At the same time my goals with writing are a little different now. Now I am looking for the following:

  • Attention sinks pull me in so many different directions. While I love to tinker setting up software, I currently want to focus more on writing.
  • I still want to write my posts in Markdown
  • ActivityPub integration. I'm not active on any social media so this sounds weird but I like the idea of contributing long-form content to the fediverse. I guess its called Macroblogging retroactively now that microblogging exists. Plus I've played around with implementing the protocol before and its really nifty.

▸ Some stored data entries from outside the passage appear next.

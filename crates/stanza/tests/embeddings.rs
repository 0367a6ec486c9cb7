#![allow(missing_docs)]

use proptest::prelude::*;
use stanza::{
    EmbeddingMatrix,
    Embeddings,
    Vocab,
    ann::LshOptions,
    io::{load_npy_path, load_vocab_path},
};

fn what_a_show() -> Embeddings {
    let mut vocab = Vocab::with_unk("unk");
    vocab.update("what a show".split_whitespace()).unwrap();
    let matrix = EmbeddingMatrix::new(4, 3, (0..12).map(|x| x as f32).collect()).unwrap();
    Embeddings::new(matrix, vocab).unwrap()
}

#[test]
fn test_save_load_bit_exact() {
    let mut vocab = Vocab::with_unk("<unk>");
    vocab
        .update("the quick brown fox jumps over the lazy dog the end".split_whitespace())
        .unwrap();
    let vocab = vocab.sort_by_decreasing_count();

    let data: Vec<f32> = (0..vocab.len() * 5)
        .map(|i| (i as f32 * 0.377).sin() / 3.0 + f32::EPSILON * i as f32)
        .collect();
    let emb = Embeddings::new(EmbeddingMatrix::new(vocab.len(), 5, data).unwrap(), vocab).unwrap();

    let dir = tempdir::TempDir::new("embeddings_it").unwrap();
    let prefix = dir.path().join("nested.name.emb");
    emb.save(&prefix).unwrap();

    let loaded = Embeddings::load(&prefix).unwrap();
    assert_eq!(loaded.vocab(), emb.vocab());
    assert_eq!(loaded.vocab().count("the"), 3);
    let bits = |e: &Embeddings| {
        e.matrix()
            .as_slice()
            .iter()
            .map(|x| x.to_bits())
            .collect::<Vec<_>>()
    };
    assert_eq!(bits(&loaded), bits(&emb));

    // The two artifacts are independently readable.
    let matrix = load_npy_path(dir.path().join("nested.name.emb.npy")).unwrap();
    assert_eq!(matrix.rows(), emb.len());
    let vocab = load_vocab_path(dir.path().join("nested.name.emb.vocab")).unwrap();
    assert_eq!(&vocab, emb.vocab());
}

#[test]
fn test_load_mismatched_artifacts() {
    let emb = what_a_show();
    let dir = tempdir::TempDir::new("embeddings_it").unwrap();
    let prefix = dir.path().join("emb");
    emb.save(&prefix).unwrap();

    let other = emb.subset(["a"]).unwrap();
    stanza::io::save_vocab_path(other.vocab(), dir.path().join("emb.vocab")).unwrap();

    assert!(matches!(
        Embeddings::load(&prefix),
        Err(stanza::StanzaError::ShapeMismatch(_))
    ));
}

#[test]
fn test_subset_scenario() {
    let emb = what_a_show();
    let sub = emb.subset(["a", "what"]).unwrap();

    assert_eq!(sub.vocab().words(), &["unk", "a", "what"]);
    let counts = sub.vocab().counts();
    assert_eq!(counts["unk"], 0);
    assert_eq!(counts["a"], 1);
    assert_eq!(counts["what"], 1);
    for word in ["unk", "a", "what"] {
        assert_eq!(sub.lookup(word).unwrap(), emb.lookup(word).unwrap());
    }
}

#[test]
fn test_approx_matches_exact_on_separated_data() {
    // Two tight clusters pointing in opposite directions.
    let mut vocab = Vocab::default();
    let mut rows = Vec::new();
    for i in 0..20 {
        let jitter = i as f32 * 0.01;
        vocab.add(&format!("pos{i}"), 1).unwrap();
        rows.push(vec![1.0, jitter, 0.5]);
        vocab.add(&format!("neg{i}"), 1).unwrap();
        rows.push(vec![-1.0, -jitter, -0.5]);
    }
    let emb = Embeddings::new(EmbeddingMatrix::from_rows(rows).unwrap(), vocab)
        .unwrap()
        .with_ann_options(LshOptions::default().with_num_bits(6).with_seed(11));

    let hits = emb.k_nearest_approx(&[1.0, 0.0, 0.5], 5).unwrap();
    assert!(!hits.is_empty());
    assert!(hits.len() <= 5);
    for hit in &hits {
        assert!(hit.token.starts_with("pos"), "{hit:?}");
        assert!(hit.score > 0.9);
    }
}

proptest! {
    #![proptest_config(ProptestConfig::with_cases(64))]

    #[test]
    fn k_nearest_agrees_with_sorted_inner_products(
        values in proptest::collection::vec(-100i32..100, 3..60),
        query in proptest::collection::vec(-5i32..5, 3),
        k in 0usize..25,
    ) {
        let rows = values.len() / 3;
        let data: Vec<f32> = values[..rows * 3].iter().map(|&v| v as f32).collect();
        let vocab = Vocab::from_words((0..rows).map(|i| format!("w{i}")), None);
        let emb = Embeddings::new(EmbeddingMatrix::new(rows, 3, data).unwrap(), vocab).unwrap();
        let query: Vec<f32> = query.iter().map(|&v| v as f32).collect();

        let mut expected: Vec<(String, f32)> = emb.inner_products(&query).unwrap().into_iter().collect();
        expected.sort_by(|a, b| {
            b.1.total_cmp(&a.1)
                .then(emb.vocab().get(&a.0).cmp(&emb.vocab().get(&b.0)))
        });
        expected.truncate(k);

        let actual: Vec<(String, f32)> = emb
            .k_nearest(&query, k)
            .unwrap()
            .into_iter()
            .map(|n| (n.token, n.score))
            .collect();
        prop_assert_eq!(actual, expected);
    }
}
//! The reconciliation engine.
//!
//! A budget's `current_spent` is a cache of what the ledger says. Every
//! reconciliation recomputes that value from the transaction table for
//! the budget's month, persists it, and reports whether the budget is
//! exceeded. Re-running with an unchanged ledger writes the same value.

use common::{MonthYear, Warning};
use model::entities::{category_budget, monthly_budget};
use rust_decimal::prelude::ToPrimitive;
use rust_decimal::{Decimal, RoundingStrategy};
use sea_orm::{ActiveModelTrait, DatabaseConnection, EntityTrait, Set};
use tracing::{debug, instrument};

use crate::error::{ReconcileError, Result};
use crate::ledger;

/// A budget together with the outcome of its latest reconciliation.
#[derive(Debug, Clone, PartialEq)]
pub struct Reconciled<T> {
    pub budget: T,
    pub month: MonthYear,
    /// `current_spent > monthly_limit`, strictly. Spending exactly the
    /// limit does not exceed it.
    pub exceeded: bool,
    /// Zero when not exceeded.
    pub exceeded_by: Decimal,
    /// `round(spent / limit * 100)`, half away from zero.
    pub percentage: i64,
}

fn percentage_of(spent: Decimal, limit: Decimal) -> i64 {
    if limit.is_zero() {
        return 0;
    }
    (spent / limit * Decimal::ONE_HUNDRED)
        .round_dp_with_strategy(0, RoundingStrategy::MidpointAwayFromZero)
        .to_i64()
        .unwrap_or(i64::MAX)
}

fn parse_month(month_year: &str) -> Result<MonthYear> {
    month_year
        .parse()
        .map_err(|e: common::ParseMonthYearError| ReconcileError::InvalidPeriod(e.to_string()))
}

/// Reconcile one category budget against the ledger.
///
/// Recomputes the spend for the budget's (user, category, month),
/// persists it as `current_spent`, and returns the refreshed budget.
#[instrument(skip(db, budget), fields(budget_id = budget.id, user_id = budget.user_id))]
pub async fn reconcile_category_budget(
    db: &DatabaseConnection,
    budget: category_budget::Model,
) -> Result<Reconciled<category_budget::Model>> {
    let month = parse_month(&budget.month_year)?;
    let (from, to) = month.date_range();
    let spent =
        ledger::sum_category_expenses(db, budget.user_id, &budget.category, from, to).await?;

    let limit = budget.monthly_limit;
    let mut active: category_budget::ActiveModel = budget.into();
    active.current_spent = Set(spent);
    let budget = active.update(db).await?;

    let exceeded = spent > limit;
    debug!(%spent, %limit, exceeded, "Reconciled category budget");
    Ok(Reconciled {
        month,
        exceeded,
        exceeded_by: if exceeded { spent - limit } else { Decimal::ZERO },
        percentage: percentage_of(spent, limit),
        budget,
    })
}

/// Reconcile one monthly budget against the ledger.
///
/// Same contract as [`reconcile_category_budget`], but the spend covers
/// every expense of the month regardless of category.
#[instrument(skip(db, budget), fields(budget_id = budget.id, user_id = budget.user_id))]
pub async fn reconcile_monthly_budget(
    db: &DatabaseConnection,
    budget: monthly_budget::Model,
) -> Result<Reconciled<monthly_budget::Model>> {
    let month = parse_month(&budget.month_year)?;
    let (from, to) = month.date_range();
    let spent = ledger::sum_expenses(db, budget.user_id, from, to).await?;

    let limit = budget.monthly_limit;
    let mut active: monthly_budget::ActiveModel = budget.into();
    active.current_spent = Set(spent);
    let budget = active.update(db).await?;

    let exceeded = spent > limit;
    debug!(%spent, %limit, exceeded, "Reconciled monthly budget");
    Ok(Reconciled {
        month,
        exceeded,
        exceeded_by: if exceeded { spent - limit } else { Decimal::ZERO },
        percentage: percentage_of(spent, limit),
        budget,
    })
}

/// Fetch a category budget by id and reconcile it.
#[instrument(skip(db))]
pub async fn reconcile_category_budget_by_id(
    db: &DatabaseConnection,
    budget_id: i32,
) -> Result<Reconciled<category_budget::Model>> {
    let budget = category_budget::Entity::find_by_id(budget_id)
        .one(db)
        .await?
        .ok_or(ReconcileError::BudgetNotFound { id: budget_id })?;
    reconcile_category_budget(db, budget).await
}

impl Reconciled<category_budget::Model> {
    /// The warning this reconciliation produces, if the budget is exceeded.
    pub fn warning(&self) -> Option<Warning> {
        self.exceeded.then(|| Warning::Category {
            budget_id: self.budget.id,
            category: self.budget.category.clone(),
            monthly_limit: self.budget.monthly_limit,
            current_spent: self.budget.current_spent,
            exceeded_by: self.exceeded_by,
            percentage: self.percentage,
            month_year: self.month,
        })
    }
}

impl Reconciled<monthly_budget::Model> {
    /// The warning this reconciliation produces, if the budget is exceeded.
    pub fn warning(&self) -> Option<Warning> {
        self.exceeded.then(|| Warning::Monthly {
            monthly_limit: self.budget.monthly_limit,
            current_spent: self.budget.current_spent,
            exceeded_by: self.exceeded_by,
            percentage: self.percentage,
            month_year: self.month,
        })
    }
}
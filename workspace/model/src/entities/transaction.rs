use chrono::NaiveDate;
use rust_decimal::Decimal;
use sea_orm::entity::prelude::*;
use serde::{Deserialize, Serialize};

use super::user;

/// Whether a transaction adds to or draws from the user's money.
/// Only `Expense` rows count against budgets.
#[derive(
    Debug, Clone, Copy, PartialEq, Eq, EnumIter, DeriveActiveEnum, Serialize, Deserialize,
)]
#[sea_orm(rs_type = "String", db_type = "String(StringLen::N(16))")]
#[serde(rename_all = "lowercase")]
pub enum TransactionKind {
    #[sea_orm(string_value = "income")]
    Income,
    #[sea_orm(string_value = "expense")]
    Expense,
}

/// A single ledger entry: one income or expense recorded by one user.
#[derive(Clone, Debug, PartialEq, DeriveEntityModel)]
#[sea_orm(table_name = "transactions")]
pub struct Model {
    #[sea_orm(primary_key)]
    pub id: i32,
    pub user_id: i32,
    /// Always positive; direction is carried by `kind`.
    #[sea_orm(column_type = "Decimal(Some((16, 4)))")]
    pub amount: Decimal,
    pub kind: TransactionKind,
    /// Free-text label. Budgets match against it case-insensitively.
    pub category: String,
    /// Calendar date of the transaction. Stored without a time component
    /// so a date entered as 2025-12-03 stays 2025-12-03 in every timezone.
    pub date: NaiveDate,
    pub payment_method: String,
    pub description: Option<String>,
}

#[derive(Copy, Clone, Debug, EnumIter, DeriveRelation)]
pub enum Relation {
    #[sea_orm(
        belongs_to = "user::Entity",
        from = "Column::UserId",
        to = "user::Column::Id",
        on_delete = "Cascade"
    )]
    User,
}

impl Related<user::Entity> for Entity {
    fn to() -> RelationDef {
        Relation::User.def()
    }
}

impl ActiveModelBehavior for ActiveModel {}
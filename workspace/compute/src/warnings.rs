//! The warning aggregator.
//!
//! Walks every budget in scope, reconciles each against the ledger, and
//! collects a warning per exceeded budget. Category budgets of any month
//! are checked; monthly budgets only for the current calendar month.

use common::{MonthYear, Warning};
use model::entities::{category_budget, monthly_budget};
use sea_orm::{ColumnTrait, DatabaseConnection, EntityTrait, QueryFilter, Select};
use tracing::{debug, instrument, warn};

use crate::error::Result;
use crate::reconcile::{reconcile_category_budget, reconcile_monthly_budget};

/// Which users' budgets the aggregator walks.
#[derive(Debug, Clone, Copy, PartialEq, Eq)]
pub enum WarningScope {
    /// Budgets owned by one user.
    User(i32),
    /// Every budget in the store. Reserved for elevated callers.
    All,
}

impl WarningScope {
    fn apply<E: EntityTrait>(
        &self,
        query: Select<E>,
        user_col: impl ColumnTrait,
    ) -> Select<E> {
        match self {
            Self::User(id) => query.filter(user_col.eq(*id)),
            Self::All => query,
        }
    }
}

/// Reconcile every budget in scope and report the exceeded ones.
///
/// Category warnings come first, in store iteration order, then monthly
/// warnings for the current month. A reconciliation failure on one
/// budget is logged and skipped so one bad row cannot hide the rest;
/// every budget that does reconcile gets its `current_spent` persisted
/// as a side effect.
#[instrument(skip(db))]
pub async fn list_warnings(db: &DatabaseConnection, scope: WarningScope) -> Result<Vec<Warning>> {
    let mut warnings = Vec::new();

    let category_budgets = scope
        .apply(category_budget::Entity::find(), category_budget::Column::UserId)
        .all(db)
        .await?;
    for budget in category_budgets {
        let budget_id = budget.id;
        match reconcile_category_budget(db, budget).await {
            Ok(outcome) => warnings.extend(outcome.warning()),
            Err(error) => {
                warn!(budget_id, %error, "Skipping category budget that failed to reconcile");
            }
        }
    }

    let current = MonthYear::current().to_string();
    let monthly_budgets = scope
        .apply(monthly_budget::Entity::find(), monthly_budget::Column::UserId)
        .filter(monthly_budget::Column::MonthYear.eq(current))
        .all(db)
        .await?;
    for budget in monthly_budgets {
        let budget_id = budget.id;
        match reconcile_monthly_budget(db, budget).await {
            Ok(outcome) => warnings.extend(outcome.warning()),
            Err(error) => {
                warn!(budget_id, %error, "Skipping monthly budget that failed to reconcile");
            }
        }
    }

    debug!(count = warnings.len(), "Aggregated budget warnings");
    Ok(warnings)
}
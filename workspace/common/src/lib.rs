//! Transport-layer types shared between the compute crate and the HTTP
//! backend. The budget engine produces these shapes and the handlers
//! serialize them unchanged, so they live in one place.

mod month;
mod warning;

pub use month::{MonthYear, ParseMonthYearError};
pub use warning::Warning;
use axum::{extract::State, http::StatusCode, response::Json};
use model::entities::user::{self, UserRole};
use sea_orm::{ActiveModelTrait, ColumnTrait, DbErr, EntityTrait, QueryFilter, Set};
use serde::{Deserialize, Serialize};
use tracing::{debug, error, info, instrument, warn};
use utoipa::ToSchema;
use validator::Validate;

use crate::auth::{hash_password, issue_token, verify_password};
use crate::handlers::users::UserResponse;
use crate::otp::{self, VerifyOutcome};
use crate::schemas::{ApiResponse, AppState, ErrorResponse};

type ApiError = (StatusCode, Json<ErrorResponse>);

fn bad_request(error: impl Into<String>, code: &str) -> ApiError {
    (StatusCode::BAD_REQUEST, Json(ErrorResponse::new(error, code)))
}

fn unauthorized(error: impl Into<String>, code: &str) -> ApiError {
    (StatusCode::UNAUTHORIZED, Json(ErrorResponse::new(error, code)))
}

fn internal(error: impl Into<String>) -> ApiError {
    (
        StatusCode::INTERNAL_SERVER_ERROR,
        Json(ErrorResponse::new(error, "INTERNAL_ERROR")),
    )
}

/// Request body for registering a new account
#[derive(Debug, Deserialize, Serialize, Validate, ToSchema)]
pub struct RegisterRequest {
    /// Username (must be unique)
    #[validate(length(min = 3, max = 32))]
    pub username: String,
    /// Email address (must be unique)
    #[validate(email)]
    pub email: String,
    /// Password (stored as a bcrypt hash)
    #[validate(length(min = 8))]
    pub password: String,
}

/// Request body for the password step of login
#[derive(Debug, Deserialize, Serialize, Validate, ToSchema)]
pub struct LoginRequest {
    #[validate(email)]
    pub email: String,
    pub password: String,
}

/// Request body for the OTP step of login
#[derive(Debug, Deserialize, Serialize, Validate, ToSchema)]
pub struct VerifyOtpRequest {
    #[validate(email)]
    pub email: String,
    /// Six decimal digits
    #[validate(length(equal = 6))]
    pub code: String,
}

/// Request body for re-sending an OTP
#[derive(Debug, Deserialize, Serialize, Validate, ToSchema)]
pub struct ResendOtpRequest {
    #[validate(email)]
    pub email: String,
}

/// Response after the password step: a code is on its way
#[derive(Debug, Serialize, ToSchema)]
pub struct OtpIssuedResponse {
    pub email: String,
    /// Minutes until the code expires
    pub expires_in_minutes: i64,
}

/// Response after successful OTP verification
#[derive(Debug, Serialize, ToSchema)]
pub struct AuthTokenResponse {
    /// Bearer token for the Authorization header
    pub token: String,
    pub user: UserResponse,
}

/// Register a new account
#[utoipa::path(
    post,
    path = "/api/v1/auth/register",
    tag = "auth",
    request_body = RegisterRequest,
    responses(
        (status = 201, description = "Account created successfully", body = ApiResponse<UserResponse>),
        (status = 400, description = "Invalid request or email/username taken", body = ErrorResponse),
        (status = 500, description = "Internal server error", body = ErrorResponse)
    )
)]
#[instrument(skip(request))]
pub async fn register(
    State(state): State<AppState>,
    Json(request): Json<RegisterRequest>,
) -> Result<(StatusCode, Json<ApiResponse<UserResponse>>), ApiError> {
    debug!("Registering account for username: {}", request.username);
    request
        .validate()
        .map_err(|e| bad_request(e.to_string(), "VALIDATION_ERROR"))?;

    let password_hash = hash_password(&request.password).map_err(|e| {
        error!("Failed to hash password: {}", e);
        internal("Failed to process password")
    })?;

    let new_user = user::ActiveModel {
        username: Set(request.username.clone()),
        email: Set(request.email.to_lowercase()),
        password_hash: Set(password_hash),
        role: Set(UserRole::User),
        ..Default::default()
    };

    match new_user.insert(&state.db).await {
        Ok(user_model) => {
            info!(
                "Account created with ID: {}, username: {}",
                user_model.id, user_model.username
            );
            let response = ApiResponse {
                data: UserResponse::from(user_model),
                message: "Account created successfully".to_string(),
                success: true,
            };
            Ok((StatusCode::CREATED, Json(response)))
        }
        Err(db_error) => {
            error!("Failed to create account '{}': {}", request.username, db_error);
            let is_unique_violation = matches!(
                &db_error,
                DbErr::Exec(exec_err) if {
                    let msg = exec_err.to_string().to_lowercase();
                    msg.contains("unique") || msg.contains("constraint")
                }
            );
            if is_unique_violation {
                Err(bad_request(
                    "Username or email already in use",
                    "ACCOUNT_ALREADY_EXISTS",
                ))
            } else {
                Err(internal("Failed to create account"))
            }
        }
    }
}

/// Password step of login; issues a one-time passcode on success
#[utoipa::path(
    post,
    path = "/api/v1/auth/login",
    tag = "auth",
    request_body = LoginRequest,
    responses(
        (status = 200, description = "OTP issued and sent", body = ApiResponse<OtpIssuedResponse>),
        (status = 401, description = "Invalid credentials", body = ErrorResponse),
        (status = 500, description = "Internal server error", body = ErrorResponse)
    )
)]
#[instrument(skip(request))]
pub async fn login(
    State(state): State<AppState>,
    Json(request): Json<LoginRequest>,
) -> Result<Json<ApiResponse<OtpIssuedResponse>>, ApiError> {
    request
        .validate()
        .map_err(|e| bad_request(e.to_string(), "VALIDATION_ERROR"))?;
    let email = request.email.to_lowercase();

    let user_model = user::Entity::find()
        .filter(user::Column::Email.eq(email.as_str()))
        .one(&state.db)
        .await
        .map_err(|e| {
            error!("Failed to look up user '{}': {}", email, e);
            internal("Failed to look up account")
        })?;

    // Same answer for unknown email and wrong password.
    let Some(user_model) = user_model else {
        warn!("Login attempt for unknown email");
        return Err(unauthorized("Invalid email or password", "INVALID_CREDENTIALS"));
    };
    if !verify_password(&request.password, &user_model.password_hash) {
        warn!("Failed password attempt for user ID: {}", user_model.id);
        return Err(unauthorized("Invalid email or password", "INVALID_CREDENTIALS"));
    }

    issue_and_send(&state, &email).await
}

/// Re-send a one-time passcode
#[utoipa::path(
    post,
    path = "/api/v1/auth/resend-otp",
    tag = "auth",
    request_body = ResendOtpRequest,
    responses(
        (status = 200, description = "OTP issued and sent", body = ApiResponse<OtpIssuedResponse>),
        (status = 404, description = "No account for this email", body = ErrorResponse),
        (status = 500, description = "Internal server error", body = ErrorResponse)
    )
)]
#[instrument(skip(request))]
pub async fn resend_otp(
    State(state): State<AppState>,
    Json(request): Json<ResendOtpRequest>,
) -> Result<Json<ApiResponse<OtpIssuedResponse>>, ApiError> {
    request
        .validate()
        .map_err(|e| bad_request(e.to_string(), "VALIDATION_ERROR"))?;
    let email = request.email.to_lowercase();

    let exists = user::Entity::find()
        .filter(user::Column::Email.eq(email.as_str()))
        .one(&state.db)
        .await
        .map_err(|e| {
            error!("Failed to look up user '{}': {}", email, e);
            internal("Failed to look up account")
        })?
        .is_some();
    if !exists {
        return Err((
            StatusCode::NOT_FOUND,
            Json(ErrorResponse::new("No account for this email", "ACCOUNT_NOT_FOUND")),
        ));
    }

    issue_and_send(&state, &email).await
}

async fn issue_and_send(
    state: &AppState,
    email: &str,
) -> Result<Json<ApiResponse<OtpIssuedResponse>>, ApiError> {
    let issued = otp::issue_code(&state.db, email, state.otp_ttl_minutes)
        .await
        .map_err(|e| {
            error!("Failed to issue one-time passcode: {}", e);
            internal("Failed to issue one-time passcode")
        })?;

    state.mailer.send_code(email, &issued.code).await.map_err(|e| {
        error!("Failed to deliver one-time passcode: {}", e);
        internal("Failed to deliver one-time passcode")
    })?;

    info!("One-time passcode issued for login");
    Ok(Json(ApiResponse {
        data: OtpIssuedResponse {
            email: email.to_string(),
            expires_in_minutes: state.otp_ttl_minutes,
        },
        message: "One-time passcode sent".to_string(),
        success: true,
    }))
}

/// OTP step of login; trades a valid code for a JWT
#[utoipa::path(
    post,
    path = "/api/v1/auth/verify-otp",
    tag = "auth",
    request_body = VerifyOtpRequest,
    responses(
        (status = 200, description = "Login complete", body = ApiResponse<AuthTokenResponse>),
        (status = 401, description = "Missing, wrong, expired or locked code", body = ErrorResponse),
        (status = 500, description = "Internal server error", body = ErrorResponse)
    )
)]
#[instrument(skip(request))]
pub async fn verify_otp(
    State(state): State<AppState>,
    Json(request): Json<VerifyOtpRequest>,
) -> Result<Json<ApiResponse<AuthTokenResponse>>, ApiError> {
    request
        .validate()
        .map_err(|e| bad_request(e.to_string(), "VALIDATION_ERROR"))?;
    let email = request.email.to_lowercase();

    let outcome = otp::verify_code(&state.db, &email, &request.code)
        .await
        .map_err(|e| {
            error!("Failed to verify one-time passcode: {}", e);
            internal("Failed to verify one-time passcode")
        })?;

    match outcome {
        VerifyOutcome::Verified => {}
        VerifyOutcome::NoCode => {
            return Err(unauthorized("No pending code for this email", "OTP_NOT_FOUND"));
        }
        VerifyOutcome::Expired => {
            return Err(unauthorized("Code expired, request a new one", "OTP_EXPIRED"));
        }
        VerifyOutcome::WrongCode { attempts_left } => {
            return Err(unauthorized(
                format!("Wrong code, {} attempts left", attempts_left),
                "OTP_INVALID",
            ));
        }
        VerifyOutcome::TooManyAttempts => {
            return Err(unauthorized(
                "Too many failed attempts, request a new code",
                "OTP_LOCKED",
            ));
        }
    }

    let user_model = user::Entity::find()
        .filter(user::Column::Email.eq(email.as_str()))
        .one(&state.db)
        .await
        .map_err(|e| {
            error!("Failed to look up user '{}': {}", email, e);
            internal("Failed to look up account")
        })?
        .ok_or_else(|| unauthorized("No account for this email", "ACCOUNT_NOT_FOUND"))?;

    let token = issue_token(&user_model, &state.jwt_secret).map_err(|e| {
        error!("Failed to sign token: {}", e);
        internal("Failed to sign token")
    })?;

    info!("Login completed for user ID: {}", user_model.id);
    Ok(Json(ApiResponse {
        data: AuthTokenResponse {
            token,
            user: UserResponse::from(user_model),
        },
        message: "Login successful".to_string(),
        success: true,
    }))
}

ActivityPub support rules out static site generation. I had seen some approaches to shoehorn in support but they didn't feel great. The extra steps required to publish each post also goes against the low friction writing goal.

I had looked into using Writefreely instead but I kept hitting snags with self-hosting it.

Then I found Ghost:

  • Open source and easily self-hostable. Its already bundled in the Unraid Community Apps. I just had to put it behind Caddy and set up the DNS on Cloudflare.
  • ActivityPub integration is currently in beta for paid hosted users. Ghost recently posted about the 6.0 release is on its way soon and will include ActivityPub. In its current private form it sounds like it was deployed as a side car with its own nginx so I'm curious if thats what will ship in the next release.
  • Newsletters? I don't think I will use this feature to be honest. It could be fun to do a private one for my family members though.

What I Will Miss

My old blog started by forking someone else's blog. Thats so neat! I tried to pay that forward and keep my own blog available as a repository. I will miss that now that I'm using Ghost.

But you know, at the end of the day my posts are still just Markdown text. I can yank them out and rebuild if I need to again. As I said, all blogs die, so in a decade I suppose I'll do some more blog necromancy.